> **Data excerpts**
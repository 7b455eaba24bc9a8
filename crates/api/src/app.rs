use axum::{
    middleware,
    routing::{delete, get, patch, post},
    Router,
};
use sqlx::PgPool;
use std::sync::Arc;
use std::time::Duration;
use tower_http::{
    compression::CompressionLayer,
    cors::{Any, CorsLayer},
    timeout::TimeoutLayer,
    trace::TraceLayer,
};

use domain::services::AccessResolver;
use persistence::store::PgAccessStore;

use crate::config::Config;
use crate::middleware::{
    metrics_handler, metrics_middleware, require_user_auth, security_headers_middleware, trace_id,
};
use crate::routes::{courses, enrollments, health, projects, shares, users};
use crate::services::EmailService;

#[derive(Clone)]
pub struct AppState {
    pub pool: PgPool,
    pub config: Arc<Config>,
    pub email: EmailService,
    pub resolver: Arc<AccessResolver<PgAccessStore>>,
}

pub fn create_app(config: Config, pool: PgPool) -> Router {
    let config = Arc::new(config);
    let email = EmailService::new(config.email.clone());
    let resolver = Arc::new(AccessResolver::new(PgAccessStore::new(pool.clone())));

    let state = AppState {
        pool,
        config: config.clone(),
        email,
        resolver,
    };

    // Build CORS layer based on configuration
    let cors = if config.security.cors_origins.is_empty() {
        // Default: allow any origin (for development)
        CorsLayer::new()
            .allow_origin(Any)
            .allow_methods(Any)
            .allow_headers(Any)
    } else {
        // Production: only allow specified origins
        use tower_http::cors::AllowOrigin;
        let origins: Vec<_> = config
            .security
            .cors_origins
            .iter()
            .filter_map(|o| o.parse().ok())
            .collect();
        CorsLayer::new()
            .allow_origin(AllowOrigin::list(origins))
            .allow_methods(Any)
            .allow_headers(Any)
    };

    // Authenticated routes under /api/v1
    let protected_routes = Router::new()
        // Profile
        .route("/api/v1/me", get(users::get_profile))
        .route("/api/v1/me", patch(users::update_profile))
        // Projects
        .route("/api/v1/projects", post(projects::create_project))
        .route("/api/v1/projects", get(projects::list_projects))
        .route("/api/v1/projects/:project_id", get(projects::get_project))
        .route(
            "/api/v1/projects/:project_id",
            patch(projects::update_project),
        )
        .route(
            "/api/v1/projects/:project_id",
            delete(projects::delete_project),
        )
        // Shares
        .route(
            "/api/v1/projects/:project_id/shares",
            post(shares::create_share),
        )
        .route(
            "/api/v1/projects/:project_id/shares",
            get(shares::list_shares),
        )
        .route(
            "/api/v1/projects/:project_id/shares/:share_id",
            delete(shares::revoke_share),
        )
        .route("/api/v1/shares", get(shares::list_my_invitations))
        .route("/api/v1/shares/:share_id/accept", post(shares::accept_share))
        .route(
            "/api/v1/shares/:share_id/decline",
            post(shares::decline_share),
        )
        // Courses
        .route(
            "/api/v1/projects/:project_id/courses",
            post(courses::create_course),
        )
        .route(
            "/api/v1/projects/:project_id/courses",
            get(courses::list_courses),
        )
        .route("/api/v1/courses/:course_id", get(courses::get_course))
        .route("/api/v1/courses/:course_id", patch(courses::update_course))
        .route("/api/v1/courses/:course_id", delete(courses::delete_course))
        // Enrollment, subscriptions and conversation access
        .route(
            "/api/v1/courses/:course_id/conversation-access",
            get(enrollments::conversation_access),
        )
        .route("/api/v1/courses/:course_id/enroll", post(enrollments::enroll))
        .route(
            "/api/v1/courses/:course_id/subscription",
            get(enrollments::subscription_status),
        )
        .route(
            "/api/v1/courses/:course_id/subscriptions",
            post(enrollments::record_subscription),
        )
        // Auth runs first (outermost layer = runs first)
        .route_layer(middleware::from_fn_with_state(
            state.clone(),
            require_user_auth,
        ));

    // Public routes (no authentication required)
    let public_routes = Router::new()
        .route("/api/health", get(health::health_check))
        .route("/api/health/ready", get(health::ready))
        .route("/api/health/live", get(health::live))
        .route("/metrics", get(metrics_handler));

    // Merge all routes
    Router::new()
        .merge(public_routes)
        .merge(protected_routes)
        // Global middleware (order matters: bottom layers run first)
        .layer(middleware::from_fn(security_headers_middleware))
        .layer(CompressionLayer::new())
        .layer(TimeoutLayer::new(Duration::from_secs(
            config.server.request_timeout_secs,
        )))
        .layer(middleware::from_fn(metrics_middleware))
        .layer(TraceLayer::new_for_http())
        .layer(middleware::from_fn(trace_id))
        .layer(cors)
        .with_state(state)
}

> **Assignment**
Return all the data above, unaltered and complete.

> **Task answer**
repository 7b455eaba24bc9a8
filename crates/api/src/app.rs
use axum::{
    middleware,
    routing::{delete, get, patch, post},
    Router,
};
use sqlx::PgPool;
use std::sync::Arc;
use std::time::Duration;
use tower_http::{
    compression::CompressionLayer,
    cors::{Any, CorsLayer},
    timeout::TimeoutLayer,
    trace::TraceLayer,
};

use domain::services::AccessResolver;
use persistence::store::PgAccessStore;

use crate::config::Config;
use crate::middleware::{
    metrics_handler, metrics_middleware, require_user_auth, security_headers_middleware, trace_id,
};
use crate::routes::{courses, enrollments, health, projects, shares, users};
use crate::services::EmailService;

#[derive(Clone)]
pub struct AppState {
    pub pool: PgPool,
    pub config: Arc<Config>,
    pub email: EmailService,
    pub resolver: Arc<AccessResolver<PgAccessStore>>,
}

pub fn create_app(config: Config, pool: PgPool) -> Router {
    let config = Arc::new(config);
    let email = EmailService::new(config.email.clone());
    let resolver = Arc::new(AccessResolver::new(PgAccessStore::new(pool.clone())));

    let state = AppState {
        pool,
        config: config.clone(),
        email,
        resolver,
    };

    // Build CORS layer based on configuration
    let cors = if config.security.cors_origins.is_empty() {
        // Default: allow any origin (for development)
        CorsLayer::new()
            .allow_origin(Any)
            .allow_methods(Any)
            .allow_headers(Any)
    } else {
        // Production: only allow specified origins
        use tower_http::cors::AllowOrigin;
        let origins: Vec<_> = config
            .security
            .cors_origins
            .iter()
            .filter_map(|o| o.parse().ok())
            .collect();
        CorsLayer::new()
            .allow_origin(AllowOrigin::list(origins))
            .allow_methods(Any)
            .allow_headers(Any)
    };

    // Authenticated routes under /api/v1
    let protected_routes = Router::new()
        // Profile
        .route("/api/v1/me", get(users::get_profile))
        .route("/api/v1/me", patch(users::update_profile))
        // Projects
        .route("/api/v1/projects", post(projects::create_project))
        .route("/api/v1/projects", get(projects::list_projects))
        .route("/api/v1/projects/:project_id", get(projects::get_project))
        .route(
            "/api/v1/projects/:project_id",
            patch(projects::update_project),
        )
        .route(
            "/api/v1/projects/:project_id",
            delete(projects::delete_project),
        )
        // Shares
        .route(
            "/api/v1/projects/:project_id/shares",
            post(shares::create_share),
        )
        .route(
            "/api/v1/projects/:project_id/shares",
            get(shares::list_shares),
        )
        .route(
            "/api/v1/projects/:project_id/shares/:share_id",
            delete(shares::revoke_share),
        )
        .route("/api/v1/shares", get(shares::list_my_invitations))
        .route("/api/v1/shares/:share_id/accept", post(shares::accept_share))
        .route(
            "/api/v1/shares/:share_id/decline",
            post(shares::decline_share),
        )
        // Courses
        .route(
            "/api/v1/projects/:project_id/courses",
            post(courses::create_course),
        )
        .route(
            "/api/v1/projects/:project_id/courses",
            get(courses::list_courses),
        )
        .route("/api/v1/courses/:course_id", get(courses::get_course))
        .route("/api/v1/courses/:course_id", patch(courses::update_course))
        .route("/api/v1/courses/:course_id", delete(courses::delete_course))
        // Enrollment, subscriptions and conversation access
        .route(
            "/api/v1/courses/:course_id/conversation-access",
            get(enrollments::conversation_access),
        )
        .route("/api/v1/courses/:course_id/enroll", post(enrollments::enroll))
        .route(
            "/api/v1/courses/:course_id/subscription",
            get(enrollments::subscription_status),
        )
        .route(
            "/api/v1/courses/:course_id/subscriptions",
            post(enrollments::record_subscription),
        )
        // Auth runs first (outermost layer = runs first)
        .route_layer(middleware::from_fn_with_state(
            state.clone(),
            require_user_auth,
        ));

    // Public routes (no authentication required)
    let public_routes = Router::new()
        .route("/api/health", get(health::health_check))
        .route("/api/health/ready", get(health::ready))
        .route("/api/health/live", get(health::live))
        .route("/metrics", get(metrics_handler));

    // Merge all routes
    Router::new()
        .merge(public_routes)
        .merge(protected_routes)
        // Global middleware (order matters: bottom layers run first)
        .layer(middleware::from_fn(security_headers_middleware))
        .layer(CompressionLayer::new())
        .layer(TimeoutLayer::new(Duration::from_secs(
            config.server.request_timeout_secs,
        )))
        .layer(middleware::from_fn(metrics_middleware))
        .layer(TraceLayer::new_for_http())
        .layer(middleware::from_fn(trace_id))
        .layer(cors)
        .with_state(state)
}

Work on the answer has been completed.